- **Problem description**: Without dropping or altering a single word, give the listing again.

BEGIN

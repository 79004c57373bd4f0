//! Interactive explorer for a crate's module and item graph.
//!
//! The analyzer backend emits a [`model::RawGraph`]. [`graph::transform`] turns
//! it into a [`graph::RenderGraph`] that the canvas lays out hierarchically;
//! picking a node updates the [`explorer::Explorer`] selection, which drives
//! the [`detail::DetailView`] panel.

use leptos::prelude::*;
use leptos_meta::*;
use leptos_router::components::*;
use leptos_router::path;
use log::{Level, info};

pub mod config;
pub mod detail;
pub mod explorer;
pub mod fetch;
pub mod graph;
pub mod model;
pub mod presentation;
pub mod selection;

mod components;
mod pages;

use crate::pages::home::Home;
use crate::pages::not_found::NotFound;

/// Initialize logging and panic hooks for the WASM target.
pub fn init_logging() {
	let _ = console_log::init_with_level(Level::Debug);
	console_error_panic_hook::set_once();
	info!("Logging initialized");
}

/// An app router which renders the explorer and handles 404's
#[component]
pub fn App() -> impl IntoView {
	// Provides context that manages stylesheets, titles, meta tags, etc.
	provide_meta_context();

	view! {
		<Html attr:lang="en" attr:dir="ltr" attr:data-theme="dark" />

		<Title text="Crate Graph Explorer" />

		<Meta charset="UTF-8" />
		<Meta name="viewport" content="width=device-width, initial-scale=1.0" />

		<Router>
			<Routes fallback=|| view! { <NotFound /> }>
				<Route path=path!("/") view=Home />
			</Routes>
		</Router>
	}
}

END

- **Exercise response**:
repository 79004c57373bd4f0
//! Interactive explorer for a crate's module and item graph.
//!
//! The analyzer backend emits a [`model::RawGraph`]. [`graph::transform`] turns
//! it into a [`graph::RenderGraph`] that the canvas lays out hierarchically;
//! picking a node updates the [`explorer::Explorer`] selection, which drives
//! the [`detail::DetailView`] panel.

use leptos::prelude::*;
use leptos_meta::*;
use leptos_router::components::*;
use leptos_router::path;
use log::{Level, info};

pub mod config;
pub mod detail;
pub mod explorer;
pub mod fetch;
pub mod graph;
pub mod model;
pub mod presentation;
pub mod selection;

mod components;
mod pages;

use crate::pages::home::Home;
use crate::pages::not_found::NotFound;

/// Initialize logging and panic hooks for the WASM target.
pub fn init_logging() {
	let _ = console_log::init_with_level(Level::Debug);
	console_error_panic_hook::set_once();
	info!("Logging initialized");
}

/// An app router which renders the explorer and handles 404's
#[component]
pub fn App() -> impl IntoView {
	// Provides context that manages stylesheets, titles, meta tags, etc.
	provide_meta_context();

	view! {
		<Html attr:lang="en" attr:dir="ltr" attr:data-theme="dark" />

		<Title text="Crate Graph Explorer" />

		<Meta charset="UTF-8" />
		<Meta name="viewport" content="width=device-width, initial-scale=1.0" />

		<Router>
			<Routes fallback=|| view! { <NotFound /> }>
				<Route path=path!("/") view=Home />
			</Routes>
		</Router>
	}
}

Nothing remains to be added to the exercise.